With the exception of the green areas at UEA, I will admit that Norwich isn’t the best place to go and see wildlife. That’s not to say that if you’re out in the city, you can’t get away from the busy shopping streets and find a nice park to visit. I recently visited Eaton Park a few nights in a row. This was not to watch squirrels leaping through the trees, as Eaton Park is definitely more geared towards giving humans nice grassy areas to ‘leap about’ in, and so doesn’t contain many trees away from the edges and boundaries between areas. I didn’t even go to try and spot the fish in the fishpond, though that can easily add a little something to any biologist’s visit. No, I went to see bats, and see them I did! Not only did the hand-held detector I brought along not really cease chirping for any length of time after a certain point in the evening, I saw many of the bats I was detecting as they flew over the fishpond catching insects. I hadn’t seen many wild bats before starting my project, but after a few visits to Eaton Park, I can safely say I’ve seen more than my fare share in recent weeks.
There are other parks with other attractions around Norwich. Whilst they may not be the most purely natural places you’ve ever visited, any green area in a city is a good place to go to look for wildlife or just be closer to it when out and about. There’s Heigham Park, Earlham Park (which is very close to campus and most convenient for residents of the student village), and Chapelfield Gardens, the last of which always brightens my walks into the city, and is a good spot for a picnic on a sunny day. If plants are your thing, Chapelfield gardens and Earlham park in particular have a good number of trees as well as open areas, and make for good venues for tree-identification contests – or is it just my friends who do those?
The aforementioned bat-recording was not just done for fun, it was for part of my course. You’ll soon find some great green areas in and around Norwich in yours. Be it Lusty Hills, Bure Marsh, or, Swaziland… your course can take you to some really interesting locations (these are just some of the ones you might go to as an ecologist). Take the second of these as an example, and let’s see where else it can take us. Bure Marsh has been an SSSI – that’s a Site of Special Scientific Interest – since 1991, due to it being home to some very rare plants and animals, invertebrates in particular, as one of the few places in Britain where the green-eyed hawker persists. This is a dragonfly which in this country is very rare, protected by law, and tellingly known as the Norfolk hawker. Bird fans can also hope to see bitterns and marsh harriers here.

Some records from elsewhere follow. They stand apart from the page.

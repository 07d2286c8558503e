//! Over-the-air install and root certificate commands.

use appferry::config::ConfigFile;
use appferry::installer::{CaServer, CertificateBundle};
use console::style;

use super::common::{open_manager, ota_pipeline, resolve_id, wait_for_interrupt};
use crate::error::CliError;

/// Run `serve <manifest>`: offer a finished download to devices until Ctrl-C.
pub async fn run_serve(config: &ConfigFile, manifest: &str, with_ca: bool) -> Result<(), CliError> {
    let manager = open_manager(config)?;
    let id = resolve_id(&manager, manifest)?;
    let (pipeline, bundle) = ota_pipeline(config, manager)?;

    let ca = if with_ca {
        Some(CaServer::start(&config.installer, &bundle).await?)
    } else {
        None
    };
    let server = pipeline.serve_over_the_air(&id).await?;

    println!("Serving {} for over-the-air install.", style(&id).bold());
    if let Some(ca) = &ca {
        println!();
        println!("1. Trust the root certificate on the device (once):");
        println!("   {}", style(ca.url()).cyan());
        println!();
        println!("2. Open this link on the device to install:");
    } else {
        println!("Open this link on the device to install:");
    }
    println!("   {}", style(server.itms_services_url()).cyan());
    println!();
    println!("Press Ctrl-C to stop.");

    // The server stops by itself only after a failed handshake.
    tokio::select! {
        _ = wait_for_interrupt() => server.shutdown(),
        _ = server.stopped() => {}
    }
    let result = server.wait().await;

    if let Some(ca) = ca {
        ca.stop().await;
    }
    result?;
    println!("Stopped.");
    Ok(())
}

/// Run `certificate`: serve the root CA until Ctrl-C.
pub async fn run_certificate(config: &ConfigFile) -> Result<(), CliError> {
    let bundle = CertificateBundle::load(&config.installer)?;
    let ca = CaServer::start(&config.installer, &bundle).await?;

    println!("Root certificate for {}:", style(bundle.server_name()).bold());
    println!("   file: {}", config.installer.root_ca_path().display());
    println!("   url:  {}", style(ca.url()).cyan());
    println!();
    println!("Open the URL on the device, install the profile, then enable full trust");
    println!("under Settings > General > About > Certificate Trust Settings.");
    println!();
    println!("Press Ctrl-C to stop.");

    wait_for_interrupt().await;
    ca.stop().await;
    Ok(())
}
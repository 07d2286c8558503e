//! Shared helpers for CLI commands.

use std::sync::Arc;
use std::time::Duration;

use appferry::config::ConfigFile;
use appferry::devicectl::{default_bridge, DeviceBridge};
use appferry::installer::{setup_tls, CertificateBundle};
use appferry::manager::{
    DownloadManager, FileManifestStore, HttpTransfer, ManagerError, ManifestEvent,
};
use appferry::package::PackageManifest;
use appferry::pipeline::InstallPipeline;
use console::style;
use indicatif::{ProgressBar, ProgressStyle};

use crate::error::CliError;

/// Progress bar resolution; percent is scaled to this many steps.
const BAR_STEPS: u64 = 1000;

/// Open the download manager over the configured directories.
pub fn open_manager(config: &ConfigFile) -> Result<DownloadManager, CliError> {
    let downloads = config.downloads.clone();
    let store = FileManifestStore::open(&downloads.state_dir).map_err(ManagerError::from)?;
    let transfer = HttpTransfer::with_timeout(downloads.timeout)?;
    Ok(DownloadManager::open(
        downloads,
        Arc::new(store),
        Arc::new(transfer),
    )?)
}

/// The device bridge for this host.
pub fn bridge(config: &ConfigFile) -> Arc<dyn DeviceBridge> {
    default_bridge(config.devicectl.clone())
}

/// Pipeline with over-the-air installs enabled.
pub fn ota_pipeline(
    config: &ConfigFile,
    manager: DownloadManager,
) -> Result<(InstallPipeline, CertificateBundle), CliError> {
    let bundle = CertificateBundle::load(&config.installer)?;
    let tls = setup_tls(&bundle)?;
    let pipeline = InstallPipeline::new(manager, bridge(config))
        .with_install_server(config.installer.clone(), tls);
    Ok((pipeline, bundle))
}

/// Resolve a full manifest id from an id or unique prefix.
pub fn resolve_id(manager: &DownloadManager, needle: &str) -> Result<String, CliError> {
    if manager.get(needle).is_some() {
        return Ok(needle.to_string());
    }
    let matches: Vec<String> = manager
        .list()
        .into_iter()
        .filter(|m| m.id.starts_with(needle))
        .map(|m| m.id)
        .collect();
    match matches.as_slice() {
        [id] => Ok(id.clone()),
        [] => Err(CliError::UnknownManifest(format!(
            "no download matches '{}'",
            needle
        ))),
        _ => Err(CliError::UnknownManifest(format!(
            "'{}' matches {} downloads; use a longer id",
            needle,
            matches.len()
        ))),
    }
}

/// Short form of a manifest id for tables.
pub fn short_id(id: &str) -> &str {
    &id[..id.len().min(12)]
}

/// Show progress for `id` until it completes, fails or is interrupted.
///
/// Ctrl-C suspends every running download before returning.
pub async fn follow(manager: &DownloadManager, id: &str) -> Result<PackageManifest, CliError> {
    let bar = ProgressBar::new(BAR_STEPS);
    bar.set_style(
        ProgressStyle::with_template("{spinner:.green} [{bar:40.cyan/blue}] {msg}")
            .map(|s| s.progress_chars("=> "))
            .unwrap_or_else(|_| ProgressStyle::default_bar()),
    );
    bar.enable_steady_tick(Duration::from_millis(120));
    if let Some(current) = manager.get(id) {
        update_bar(&bar, &current);
    }

    let mut events = manager.subscribe();
    let settled = manager.wait_until_settled(id);
    tokio::pin!(settled);

    loop {
        tokio::select! {
            result = &mut settled => {
                bar.finish_and_clear();
                return Ok(result?);
            }
            event = events.recv() => {
                if let Ok(ManifestEvent::Updated(manifest)) = event {
                    if manifest.id == id {
                        update_bar(&bar, &manifest);
                    }
                }
            }
            _ = tokio::signal::ctrl_c() => {
                bar.abandon_with_message("Interrupted, pausing downloads...");
                manager.shutdown().await;
                return Err(CliError::Interrupted);
            }
        }
    }
}

fn update_bar(bar: &ProgressBar, manifest: &PackageManifest) {
    bar.set_position((manifest.state.percent * BAR_STEPS as f64) as u64);
    bar.set_message(format!(
        "{} {}",
        style(&manifest.package.software.name).bold(),
        manifest.hint()
    ));
}

/// Wait for Ctrl-C.
pub async fn wait_for_interrupt() {
    if let Err(e) = tokio::signal::ctrl_c().await {
        tracing::warn!(error = %e, "Failed to listen for Ctrl-C");
        std::future::pending::<()>().await;
    }
}
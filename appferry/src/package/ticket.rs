//! Transfer tickets issued by the package catalog.

use serde::{Deserialize, Serialize};

/// Whether a ticket's source can continue a partial transfer.
///
/// Catalog sources differ here, so the capability travels with the ticket
/// instead of being assumed by the transfer code.
#[derive(Debug, Clone, Copy, PartialEq, Eq, Default, Serialize, Deserialize)]
#[serde(rename_all = "snake_case")]
pub enum RangeSupport {
    /// The source honours `Range` requests.
    Supported,
    /// The source always sends the full body; resume restarts from zero.
    Unsupported,
    /// Ask the source (`Accept-Ranges` on a HEAD request).
    #[default]
    Probe,
}

/// Everything needed to fetch one package artifact.
#[derive(Debug, Clone, PartialEq, Eq, Serialize, Deserialize)]
pub struct DownloadTicket {
    /// Artifact URL.
    pub url: String,
    /// Expected SHA-256 of the finished artifact (lowercase hex).
    #[serde(default, skip_serializing_if = "Option::is_none")]
    pub sha256: Option<String>,
    /// Ranged transfer capability of `url`.
    #[serde(default)]
    pub range_support: RangeSupport,
}

impl DownloadTicket {
    pub fn new(url: impl Into<String>) -> Self {
        Self {
            url: url.into(),
            sha256: None,
            range_support: RangeSupport::Probe,
        }
    }

    /// Set the expected checksum (builder pattern).
    pub fn with_sha256(mut self, sha256: impl Into<String>) -> Self {
        self.sha256 = Some(sha256.into().to_lowercase());
        self
    }

    /// Set the ranged transfer capability (builder pattern).
    pub fn with_range_support(mut self, support: RangeSupport) -> Self {
        self.range_support = support;
        self
    }
}

#[cfg(test)]
mod tests {
    use super::*;

    #[test]
    fn test_ticket_defaults_to_probe() {
        let ticket = DownloadTicket::new("https://example.com/a.ipa");
        assert_eq!(ticket.range_support, RangeSupport::Probe);
        assert!(ticket.sha256.is_none());
    }

    #[test]
    fn test_checksum_is_normalised() {
        let ticket = DownloadTicket::new("https://example.com/a.ipa").with_sha256("ABCDEF");
        assert_eq!(ticket.sha256.as_deref(), Some("abcdef"));
    }

    #[test]
    fn test_missing_range_support_deserializes_as_probe() {
        let ticket: DownloadTicket =
            serde_json::from_str(r#"{"url":"https://example.com/a.ipa"}"#).unwrap();
        assert_eq!(ticket.range_support, RangeSupport::Probe);
    }
}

SSSIs like this provide great opportunities for fascinating trips out while at uni, and we have a hundred and sixty-three of them in Norfolk! Among the largest of these, at 18,079 hectares, is Breckland Forest, a huge habitat for many interesting bird species, including the elusive nightjar, as well as various plant and fungi species. Only forty minutes’ drive from campus, it could make a nice temporary habitat for intrepid BIO and ENV students as well!
With all these places to explore, whether you’re coming from within Norfolk or elsewhere in the country or the world, you can be sure you won’t be short of relaxing, beautiful, and fascinating natural areas to explore.